North Carolina School Faces Fallout for Drag Show and Shooting Just Days Apart
Drag queens and ghost guns are two phrases not usually referenced in the same sentence — until this week. While recent events on the campus of Forsyth Technical Community College (FTCC) make headlines, school officials scramble to maintain composure. The college in Winston Salem, North Carolina has faced a series of problems within a matter of days: a drag queen caught straddling a female student, while an armed student walked around the campus before he reportedly shot himself in the second-floor bathroom.
On March 22, FTCC hosted a Pride Festival featuring a drag show. The event was a partnership with organizations within the Forsyth County Health Department, and according to the infamous Libs of TikTok, “various churches and ministries were invited to this event.” Fliers were distributed around campus, highlighting featured guests and advertising “free food, drinks, music and activities.” The event was open to all students, including those under the age of 18.
In a video obtained by Libs of TikTok, a drag queen straddled a 10th grader, giving her what appears to be a lap dance. Meanwhile, adults smile and laugh in the background, encouraging the dance to continue. A few days after the incident, Investigative Fellow Alex Nester of Parents Defending Education raised concerns on “Fox News Live.”
“That drag queen touched a child inappropriately, which raises the question, what policies need to be reconsidered at this school to protect children from adults touching them inappropriately?” she asked. “That’s shameful that there are adults standing there in the room and no one is doing anything.”
In response to the burst of opposition, FTCC issued a statement defending their event. “These students, like all college students, are open to attend any student events,” it said. “Forsyth Tech is committed to being a place of promise for our students. In order to fulfill that promise, we have clearly spelled out our mission, vision, and equity statements.”
Additionally, Forsyth Public Health Director Joshua Swift gave Fox News a statement, admitting that, “We spent $58 on supplies from the department’s operational budget which is funded locally and in part by the State of North Carolina.” He then expressed the health department’s stance, saying, “We do not condone the actions that allegedly took place during the event.”
Because the school placed responsibility on the student, even those under the age of 18, senior fellow for Education at Family Research Council, Meg Kilgannon, insists that the parent-child relationship is now more important than ever. “As parents and grandparents, we must be in constant conversation with our children and grandchildren about the events that happen in their lives, especially during the school day, their successes and failures, their worries and their dreams.” She also emphasized that the collaboration between high schools and community colleges “means extra care should be taken by college administrators to protect younger students on campus.”
While school administrators and others involved dealt with the fallout of the drag show, another alarming incident took place on the same campus.
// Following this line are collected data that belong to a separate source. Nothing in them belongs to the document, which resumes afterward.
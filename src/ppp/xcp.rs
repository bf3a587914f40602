//! Generic LCP/IPCP/IPV6CP ("xCP") header and option-list parsing, shared by
//! the three network-control protocols PPP negotiates. Grounded on the
//! structural sanity checks `rnet_ppp_rx` runs before handing a frame to the
//! per-protocol handler in `rnet-ppp.c`.

use crate::error::{DiscardCode, DiscardResult};
use crate::packet::Packet;
use crate::util::be16;

pub const HEADER_LEN: usize = 4;

#[derive(Debug, Clone, Copy, PartialEq, Eq)]
pub enum Code {
    ConfReq,
    ConfAck,
    ConfNak,
    ConfRej,
    TermReq,
    TermAck,
    CodeRej,
    EchoReq,
    EchoAck,
}

impl Code {
    pub fn from_u8(b: u8) -> Option<Self> {
        match b {
            1 => Some(Code::ConfReq),
            2 => Some(Code::ConfAck),
            3 => Some(Code::ConfNak),
            4 => Some(Code::ConfRej),
            5 => Some(Code::TermReq),
            6 => Some(Code::TermAck),
            7 => Some(Code::CodeRej),
            9 => Some(Code::EchoReq),
            10 => Some(Code::EchoAck),
            _ => None,
        }
    }

    pub fn to_u8(self) -> u8 {
        match self {
            Code::ConfReq => 1,
            Code::ConfAck => 2,
            Code::ConfNak => 3,
            Code::ConfRej => 4,
            Code::TermReq => 5,
            Code::TermAck => 6,
            Code::CodeRej => 7,
            Code::EchoReq => 9,
            Code::EchoAck => 10,
        }
    }
}

/// One parsed option from a CONF_REQ option list: `Type(1) ∥ Len(1) ∥
/// Value(Len-2)`.
#[derive(Debug, Clone)]
pub struct XcpOption {
    pub kind: u8,
    pub value: Vec<u8>,
}

/// A parsed xCP header: `Code(1) ∥ Id(1) ∥ Length(2) ∥ Options`.
#[derive(Debug, Clone)]
pub struct XcpHeader {
    pub code: Code,
    pub id: u8,
    pub length: u16,
    pub options: Vec<XcpOption>,
}

/// Parse and structurally validate an xCP frame occupying the packet's
/// entire current window. `Length` must be at least the header size and fit
/// within the bytes actually present; for `CONF_REQ`, options must tile
/// exactly to `Length - HEADER_LEN`.
pub fn parse(pkt: &Packet) -> DiscardResult<XcpHeader> {
    if pkt.meta.length < HEADER_LEN as u16 {
        return Err(DiscardCode::PppHeaderCorrupted);
    }
    let mut header = [0u8; HEADER_LEN];
    pkt.read(0, &mut header)?;
    let code = Code::from_u8(header[0]).ok_or(DiscardCode::PppXcpCodeUnsupported)?;
    let id = header[1];
    let length = be16(&header[2..4]);
    if length < HEADER_LEN as u16 || length > pkt.meta.length {
        return Err(DiscardCode::PppXcpParseError);
    }

    let mut options = Vec::new();
    if code == Code::ConfReq {
        let body_len = (length as usize) - HEADER_LEN;
        let mut body = vec![0u8; body_len];
        pkt.read(HEADER_LEN as u16, &mut body)?;
        let mut pos = 0;
        while pos < body.len() {
            if pos + 2 > body.len() {
                return Err(DiscardCode::PppXcpParseError);
            }
            let opt_type = body[pos];
            let opt_len = body[pos + 1] as usize;
            if opt_len < 2 || pos + opt_len > body.len() {
                return Err(DiscardCode::PppXcpParseError);
            }
            options.push(XcpOption {
                kind: opt_type,
                value: body[pos + 2..pos + opt_len].to_vec(),
            });
            pos += opt_len;
        }
        if pos != body.len() {
            return Err(DiscardCode::PppXcpParseError);
        }
    }

    Ok(XcpHeader {
        code,
        id,
        length,
        options,
    })
}

/// Build a CONF_REQ frame in place: `offset` must already have
/// `HEADER_LEN + options size` of headroom reserved by the caller.
pub fn build_conf_req(pkt: &mut Packet, id: u8, options: &[XcpOption]) -> DiscardResult<()> {
    let options_len: usize = options.iter().map(|o| 2 + o.value.len()).sum();
    let total = HEADER_LEN + options_len;
    pkt.prepend(total as u16)?;
    let mut header = [0u8; HEADER_LEN];
    header[0] = Code::ConfReq.to_u8();
    header[1] = id;
    header[2..4].copy_from_slice(&(total as u16).to_be_bytes());
    pkt.write(0, &header)?;
    let mut pos = HEADER_LEN as u16;
    for option in options {
        let mut bytes = vec![option.kind, 2 + option.value.len() as u8];
        bytes.extend_from_slice(&option.value);
        pkt.write(pos, &bytes)?;
        pos += bytes.len() as u16;
    }
    Ok(())
}

/// Turn a request frame into its acknowledgement reply in place: rewrite
/// `Code` only, leaving `Id`/options untouched (used both for CONF_ACK and
/// ECHO_ACK turnarounds).
pub fn rewrite_code(pkt: &mut Packet, new_code: Code) -> DiscardResult<()> {
    pkt.write(0, &[new_code.to_u8()])
}

#[cfg(test)]
mod tests {
    use super::*;

    fn xcp_packet(bytes: &[u8]) -> Packet {
        let mut pkt = Packet::new_buf(64);
        pkt.meta.offset = 16;
        pkt.meta.length = bytes.len() as u16;
        pkt.write(0, bytes).unwrap();
        pkt
    }

    #[test]
    fn parses_conf_req_with_one_option() {
        let pkt = xcp_packet(&[1, 7, 0, 10, 5, 6, 0x11, 0x11, 0x11, 0x11]);
        let header = parse(&pkt).unwrap();
        assert_eq!(header.code, Code::ConfReq);
        assert_eq!(header.id, 7);
        assert_eq!(header.options.len(), 1);
        assert_eq!(header.options[0].kind, 5);
        assert_eq!(header.options[0].value, vec![0x11, 0x11, 0x11, 0x11]);
    }

    #[test]
    fn rejects_option_list_not_summing_to_length() {
        let pkt = xcp_packet(&[1, 7, 0, 10, 5, 5, 0x11, 0x11, 0x11, 0x11]);
        assert_eq!(parse(&pkt), Err(DiscardCode::PppXcpParseError));
    }

    #[test]
    fn rejects_length_shorter_than_header() {
        let pkt = xcp_packet(&[2, 7, 0, 2]);
        assert_eq!(parse(&pkt), Err(DiscardCode::PppXcpParseError));
    }

    #[test]
    fn build_conf_req_round_trips_through_parse() {
        let mut pkt = Packet::new_buf(64);
        pkt.meta.offset = 32;
        pkt.meta.length = 0;
        let magic = XcpOption {
            kind: 5,
            value: 0x1111_1111u32.to_be_bytes().to_vec(),
        };
        build_conf_req(&mut pkt, 3, &[magic]).unwrap();
        let header = parse(&pkt).unwrap();
        assert_eq!(header.code, Code::ConfReq);
        assert_eq!(header.id, 3);
        assert_eq!(header.options.len(), 1);
    }
}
Last Thursday, 18-year-old Shannon Howard James Pitts was reportedly shot in his hand, resulting in a self-inflicted, yet not life-threatening, wound. Pitts was a student of Winston-Salem Preparatory Academy — a high school directly linked through dual enrollment to FTCC — and was visiting the college on a school field trip. The echo of the shot prompted an hours-long, campus-wide lockdown, sending parents and students into panic.
“When I first heard that there was an active shooter, I wasn’t actually surprised. However, my body filled with adrenaline,” FTCC student Josh Hair told The Washington Stand. “I stayed where I was, the instructors locked us into the cinder block room we were in, and I continued with what I was doing.”
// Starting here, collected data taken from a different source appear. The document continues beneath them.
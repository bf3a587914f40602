//! Particle chain: a linked sequence of fixed-size cells exposed as a
//! contiguous logical byte stream through a seek cursor, matching the
//! `nsvc_pcl_*` chain API the original dispatcher called into. A chain here
//! is a flat `Vec` of same-size cells rather than a real linked list of
//! pool-owned nodes — allocation granularity (`chain_capacity(num_cells)`)
//! is still cell-by-cell, but nothing above this module ever follows a
//! `flink` pointer, matching the "no intrusive linked list" design note.

use crate::error::{DiscardCode, DiscardResult};

#[derive(Debug, Clone)]
pub struct PclChain {
    cell_size: usize,
    cells: Vec<Vec<u8>>,
}

impl PclChain {
    pub fn new(cell_size: usize, num_cells: usize) -> Self {
        Self {
            cell_size,
            cells: vec![vec![0u8; cell_size]; num_cells],
        }
    }

    pub fn cell_size(&self) -> usize {
        self.cell_size
    }

    pub fn num_cells(&self) -> usize {
        self.cells.len()
    }

    pub fn capacity(&self) -> usize {
        self.cell_size * self.cells.len()
    }

    /// Capacity of a chain built from `num_cells` cells of this chain's cell
    /// size — the bounds check callers use before growing a chain.
    pub fn chain_capacity(&self, num_cells: usize) -> usize {
        self.cell_size * num_cells
    }

    pub fn read_at(&self, pos: usize, buf: &mut [u8]) -> DiscardResult<()> {
        let mut cursor = PclCursor::new(pos);
        cursor.read(self, buf)
    }

    pub fn write_at(&mut self, pos: usize, buf: &[u8]) -> DiscardResult<()> {
        let mut cursor = PclCursor::new(pos);
        cursor.write(self, buf)
    }
}

/// A seekable read/write position into a [`PclChain`]. Mirrors
/// `nsvc_pcl_chain_seek_t`: `set_seek` repositions, `read`/`write` walk
/// across cell boundaries, advancing the cursor as they go.
pub struct PclCursor {
    pos: usize,
}

impl PclCursor {
    pub fn new(pos: usize) -> Self {
        Self { pos }
    }

    pub fn set_seek(&mut self, pos: usize) {
        self.pos = pos;
    }

    pub fn position(&self) -> usize {
        self.pos
    }

    pub fn read(&mut self, chain: &PclChain, buf: &mut [u8]) -> DiscardResult<()> {
        let mut written = 0;
        while written < buf.len() {
            if self.pos >= chain.capacity() {
                return Err(DiscardCode::PclOpFailed);
            }
            let cell_idx = self.pos / chain.cell_size;
            let cell_off = self.pos % chain.cell_size;
            let cell = &chain.cells[cell_idx];
            let take = (chain.cell_size - cell_off).min(buf.len() - written);
            buf[written..written + take].copy_from_slice(&cell[cell_off..cell_off + take]);
            written += take;
            self.pos += take;
        }
        Ok(())
    }

    pub fn write(&mut self, chain: &mut PclChain, buf: &[u8]) -> DiscardResult<()> {
        let mut read = 0;
        while read < buf.len() {
            if self.pos >= chain.capacity() {
                return Err(DiscardCode::PclOpFailed);
            }
            let cell_idx = self.pos / chain.cell_size;
            let cell_off = self.pos % chain.cell_size;
            let cell = &mut chain.cells[cell_idx];
            let take = (chain.cell_size - cell_off).min(buf.len() - read);
            cell[cell_off..cell_off + take].copy_from_slice(&buf[read..read + take]);
            read += take;
            self.pos += take;
        }
        Ok(())
    }
}

#[cfg(test)]
mod tests {
    use super::*;

    #[test]
    fn cursor_walks_across_cell_boundary() {
        let mut chain = PclChain::new(4, 3); // 12 bytes total, cells of 4
        chain.write_at(2, &[1, 2, 3, 4, 5, 6]).unwrap(); // straddles cells 0/1/2... actually 0 and 1
        let mut out = [0u8; 6];
        chain.read_at(2, &mut out).unwrap();
        assert_eq!(out, [1, 2, 3, 4, 5, 6]);
    }

    #[test]
    fn read_past_capacity_fails() {
        let chain = PclChain::new(4, 2);
        let mut out = [0u8; 2];
        assert_eq!(
            chain.read_at(7, &mut out),
            Err(DiscardCode::PclOpFailed)
        );
    }

    #[test]
    fn chain_capacity_scales_with_cell_count() {
        let chain = PclChain::new(16, 4);
        assert_eq!(chain.capacity(), 64);
        assert_eq!(chain.chain_capacity(6), 96);
    }
}
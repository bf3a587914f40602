//! AHDLC framing (RFC 1662): delimiter stripping, byte-stuffing, and the
//! CRC-16/X.25 trailer. Grounded on `rnet-ahdlc.h`'s API surface and the
//! checksum routines in `raging-utils-crc.c`, expressed over [`Packet`]
//! instead of a raw `rnet_buf_t`/`nsvc_pcl_t` pair.

use crate::error::{DiscardCode, DiscardResult};
use crate::packet::Packet;
use crate::util::{crc16_buffer, CRC16_GOOD_FCS};

pub const FLAG_SEQUENCE: u8 = 0x7E;
pub const CONTROL_ESCAPE: u8 = 0x7D;
const ESCAPE_XOR: u8 = 0x20;

/// Remove a leading and/or trailing `0x7E` flag byte from the window.
pub fn strip_delimiters(pkt: &mut Packet) -> DiscardResult<()> {
    if pkt.meta.length == 0 {
        return Ok(());
    }
    let mut first = [0u8; 1];
    pkt.read(0, &mut first)?;
    if first[0] == FLAG_SEQUENCE {
        pkt.advance_offset(1)?;
    }
    if pkt.meta.length == 0 {
        return Ok(());
    }
    let mut last = [0u8; 1];
    pkt.read(pkt.meta.length - 1, &mut last)?;
    if last[0] == FLAG_SEQUENCE {
        pkt.shrink(1)?;
    }
    Ok(())
}

/// Remove byte-stuffing in place: every `0x7D b` pair becomes `b XOR 0x20`.
/// The result is always shorter than or equal to the input, so this can be
/// done as a single forward pass writing back into the same window.
pub fn strip_control_chars(pkt: &mut Packet) -> DiscardResult<()> {
    let raw = pkt.to_vec();
    let mut out = Vec::with_capacity(raw.len());
    let mut i = 0;
    while i < raw.len() {
        if raw[i] == CONTROL_ESCAPE {
            let next = raw.get(i + 1).copied().ok_or(DiscardCode::AhdlcRxCc)?;
            out.push(next ^ ESCAPE_XOR);
            i += 2;
        } else {
            out.push(raw[i]);
            i += 1;
        }
    }
    pkt.shrink(pkt.meta.length - out.len() as u16)?;
    pkt.write_window(&out)
}

/// Verify the trailing CRC-16/X.25 and, on success, drop it from the window.
pub fn verify_crc(pkt: &mut Packet) -> DiscardResult<()> {
    let body = pkt.to_vec();
    if crc16_buffer(&body, false) != CRC16_GOOD_FCS {
        return Err(DiscardCode::AhdlcRxBadCrc);
    }
    pkt.shrink(2)
}

/// Append the two-byte CRC-16/X.25 trailer (little-endian), growing `length`
/// by 2. Must run before [`encode_control_chars`] so the CRC bytes
/// themselves get a chance to be stuffed.
pub fn append_crc(pkt: &mut Packet) -> DiscardResult<()> {
    let body = pkt.to_vec();
    let crc = crc16_buffer(&body, true);
    pkt.append(2)?;
    pkt.write(pkt.meta.length - 2, &crc.to_le_bytes())
}

/// Count how many extra bytes stuffing this window would add — every
/// `0x7E`/`0x7D` byte costs one extra escape byte. Callers must grow the
/// packet's headroom/tailroom by this amount before calling
/// [`encode_control_chars`].
pub fn translation_count(pkt: &Packet) -> usize {
    pkt.to_vec()
        .iter()
        .filter(|&&b| b == FLAG_SEQUENCE || b == CONTROL_ESCAPE)
        .count()
}

/// Stuff the window in place. `pkt` must already have been grown by
/// [`Packet::append`] to `original_length + translation_count`; this writes
/// the stuffed bytes back into that widened window.
pub fn encode_control_chars(pkt: &mut Packet, translation_count: usize) -> DiscardResult<()> {
    let raw = pkt.to_vec();
    let original_len = raw.len() - translation_count;
    let mut out = Vec::with_capacity(raw.len());
    for &b in &raw[..original_len] {
        if b == FLAG_SEQUENCE || b == CONTROL_ESCAPE {
            out.push(CONTROL_ESCAPE);
            out.push(b ^ ESCAPE_XOR);
        } else {
            out.push(b);
        }
    }
    if out.len() != raw.len() {
        return Err(DiscardCode::AhdlcTxCc);
    }
    pkt.write_window(&out)
}

/// Wrap the window with leading and trailing `0x7E` flag bytes.
pub fn encode_delimiters(pkt: &mut Packet) -> DiscardResult<()> {
    pkt.prepend(1)?;
    pkt.write(0, &[FLAG_SEQUENCE])?;
    pkt.append(1)?;
    pkt.write(pkt.meta.length - 1, &[FLAG_SEQUENCE])
}

/// Full Rx pipeline: strip delimiters, destuff, verify CRC. On success the
/// window holds the de-framed PPP payload and is ready for
/// [`crate::ppp::rx`].
pub fn rx_deframe(pkt: &mut Packet) -> DiscardResult<()> {
    strip_delimiters(pkt)?;
    if pkt.meta.length < 2 {
        return Err(DiscardCode::AhdlcRxBadCrc);
    }
    strip_control_chars(pkt)?;
    verify_crc(pkt)
}

/// Full Tx pipeline: append CRC, stuff, add delimiters. `pkt` must already
/// carry enough headroom/tailroom (the caller sizes the allocation to the
/// worst-case doubled frame before reaching this step).
pub fn tx_frame(pkt: &mut Packet) -> DiscardResult<()> {
    append_crc(pkt)?;
    let count = translation_count(pkt);
    if count > 0 {
        pkt.append(count as u16)?;
        encode_control_chars(pkt, count)?;
    }
    encode_delimiters(pkt)
}

#[cfg(test)]
mod tests {
    use super::*;

    fn framed_packet(payload: &[u8]) -> Packet {
        let mut pkt = Packet::new_buf(256);
        pkt.meta.offset = 64;
        pkt.meta.length = payload.len() as u16;
        pkt.write(0, payload).unwrap();
        pkt
    }

    #[test]
    fn tx_then_rx_round_trips_payload() {
        let payload = [0xFF, 0x03, 0xC0, 0x21, 0x01, 0x02, 0x7E, 0x7D, 0x55];
        let mut pkt = framed_packet(&payload);
        tx_frame(&mut pkt).unwrap();
        rx_deframe(&mut pkt).unwrap();
        assert_eq!(pkt.to_vec(), payload);
    }

    #[test]
    fn strip_control_chars_destuffs_escaped_bytes() {
        let mut pkt = framed_packet(&[0x01, CONTROL_ESCAPE, 0x7E ^ ESCAPE_XOR, 0x02]);
        strip_control_chars(&mut pkt).unwrap();
        assert_eq!(pkt.to_vec(), vec![0x01, 0x7E, 0x02]);
    }

    #[test]
    fn dangling_escape_at_end_is_rx_cc_error() {
        let mut pkt = framed_packet(&[0x01, CONTROL_ESCAPE]);
        assert_eq!(strip_control_chars(&mut pkt), Err(DiscardCode::AhdlcRxCc));
    }

    #[test]
    fn verify_crc_rejects_corrupted_body() {
        let payload = [0x01, 0x02, 0x03];
        let mut pkt = framed_packet(&payload);
        append_crc(&mut pkt).unwrap();
        let last = pkt.meta.length - 1;
        pkt.write(last, &[0xAA]).unwrap();
        assert_eq!(verify_crc(&mut pkt), Err(DiscardCode::AhdlcRxBadCrc));
    }

    #[test]
    fn strip_delimiters_trims_both_flags() {
        let mut pkt = framed_packet(&[FLAG_SEQUENCE, 0x01, 0x02, FLAG_SEQUENCE]);
        strip_delimiters(&mut pkt).unwrap();
        assert_eq!(pkt.to_vec(), vec![0x01, 0x02]);
    }
}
Pitts was reported to have carried his ghost gun — “untraceable firearms made from parts bought online” — into school with him that morning and on the bus ride to FTCC. Since the shooting, the Winston-Salem police have charged Pitts with a one count of carrying a concealed gun (misdemeanor) and two counts of possession of a weapon on educational property (felony).
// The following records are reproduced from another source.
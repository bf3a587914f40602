//! Per-interface timer service (part of C9's concurrency model): "arm" is
//! idempotent-replace (re-arming cancels whatever was previously pending on
//! that interface) and "kill" is safe to call on a disarmed timer. Grounded
//! on `rnet-intfc.c`'s one-timer-per-interface allocation at `init()`, here
//! expressed as a trait so a host binary can back it with real OS timers
//! while tests use a manual clock.

use std::sync::atomic::{AtomicU64, Ordering};
use std::sync::Arc;
use std::time::Duration;

use crossbeam_channel::Sender;
use parking_lot::Mutex;

use crate::dispatch::DispatchMsg;
use crate::ppp::fsm::Event as FsmEvent;

/// Which FSM timeout event to post when a timer expires.
#[derive(Debug, Clone, Copy, PartialEq, Eq)]
pub enum TimeoutKind {
    Recovery,
    Probing,
    Negotiating,
}

impl TimeoutKind {
    pub fn into_event(self) -> FsmEvent {
        match self {
            TimeoutKind::Recovery => FsmEvent::TimeoutRecovery,
            TimeoutKind::Probing => FsmEvent::TimeoutProbing,
            TimeoutKind::Negotiating => FsmEvent::TimeoutNegotiating,
        }
    }
}

pub trait TimerService: Send + Sync {
    /// Arm interface `intfc`'s timer to fire `kind` after `after`, replacing
    /// any timer already pending on that interface.
    fn arm(&self, intfc: u8, after: Duration, kind: TimeoutKind);
    /// Cancel whatever is pending on `intfc`'s timer, if anything.
    fn kill(&self, intfc: u8);
}

/// Real timer service: one OS thread per arm, gated by a per-interface
/// generation counter so a stale sleep waking up after a re-arm or kill is a
/// no-op rather than racing the replacement.
pub struct ThreadTimerService {
    sender: Sender<DispatchMsg>,
    generations: Arc<Mutex<Vec<Arc<AtomicU64>>>>,
}

impl ThreadTimerService {
    pub fn new(sender: Sender<DispatchMsg>, num_interfaces: usize) -> Self {
        let generations = (0..num_interfaces).map(|_| Arc::new(AtomicU64::new(0))).collect();
        Self {
            sender,
            generations: Arc::new(Mutex::new(generations)),
        }
    }
}

impl TimerService for ThreadTimerService {
    fn arm(&self, intfc: u8, after: Duration, kind: TimeoutKind) {
        let generations = self.generations.lock();
        let Some(slot) = generations.get(intfc as usize) else {
            return;
        };
        let slot = slot.clone();
        let my_generation = slot.fetch_add(1, Ordering::SeqCst) + 1;
        let sender = self.sender.clone();
        std::thread::spawn(move || {
            std::thread::sleep(after);
            if slot.load(Ordering::SeqCst) == my_generation {
                let _ = sender.send(DispatchMsg::PppTimeout(intfc, kind.into_event()));
            }
        });
    }

    fn kill(&self, intfc: u8) {
        let generations = self.generations.lock();
        if let Some(slot) = generations.get(intfc as usize) {
            slot.fetch_add(1, Ordering::SeqCst);
        }
    }
}

/// Test/demo double: records the most recent arm/kill per interface instead
/// of actually waiting, so scenario tests can single-step the FSM by
/// synthesizing timeout events without wall-clock delay.
#[derive(Debug, Default)]
pub struct ManualTimerService {
    armed: Mutex<Vec<Option<(Duration, TimeoutKind)>>>,
}

impl ManualTimerService {
    pub fn new(num_interfaces: usize) -> Self {
        Self {
            armed: Mutex::new(vec![None; num_interfaces]),
        }
    }

    pub fn pending(&self, intfc: u8) -> Option<(Duration, TimeoutKind)> {
        self.armed.lock().get(intfc as usize).copied().flatten()
    }
}

impl TimerService for ManualTimerService {
    fn arm(&self, intfc: u8, after: Duration, kind: TimeoutKind) {
        if let Some(slot) = self.armed.lock().get_mut(intfc as usize) {
            *slot = Some((after, kind));
        }
    }

    fn kill(&self, intfc: u8) {
        if let Some(slot) = self.armed.lock().get_mut(intfc as usize) {
            *slot = None;
        }
    }
}

#[cfg(test)]
mod tests {
    use super::*;

    #[test]
    fn manual_timer_arm_then_kill_clears_pending() {
        let timers = ManualTimerService::new(2);
        timers.arm(0, Duration::from_millis(200), TimeoutKind::Recovery);
        assert_eq!(
            timers.pending(0),
            Some((Duration::from_millis(200), TimeoutKind::Recovery))
        );
        timers.kill(0);
        assert_eq!(timers.pending(0), None);
    }

    #[test]
    fn manual_timer_re_arm_replaces_prior() {
        let timers = ManualTimerService::new(1);
        timers.arm(0, Duration::from_millis(200), TimeoutKind::Recovery);
        timers.arm(0, Duration::from_millis(1000), TimeoutKind::Probing);
        assert_eq!(
            timers.pending(0),
            Some((Duration::from_millis(1000), TimeoutKind::Probing))
        );
    }
}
“Parents expect an academically excellent and rigorous education for their children,” Kilgannon said in response to both the drag show and the shooting on FTCC’s campus. “That such an education be delivered in a physically and morally safe environment used to go without saying. But now we see that the systems in place in educational settings are not necessarily informed by our values though they are funded by our tax dollars or even tuition payments. This is why Christians must engage in the educational space — our voices are desperately needed.”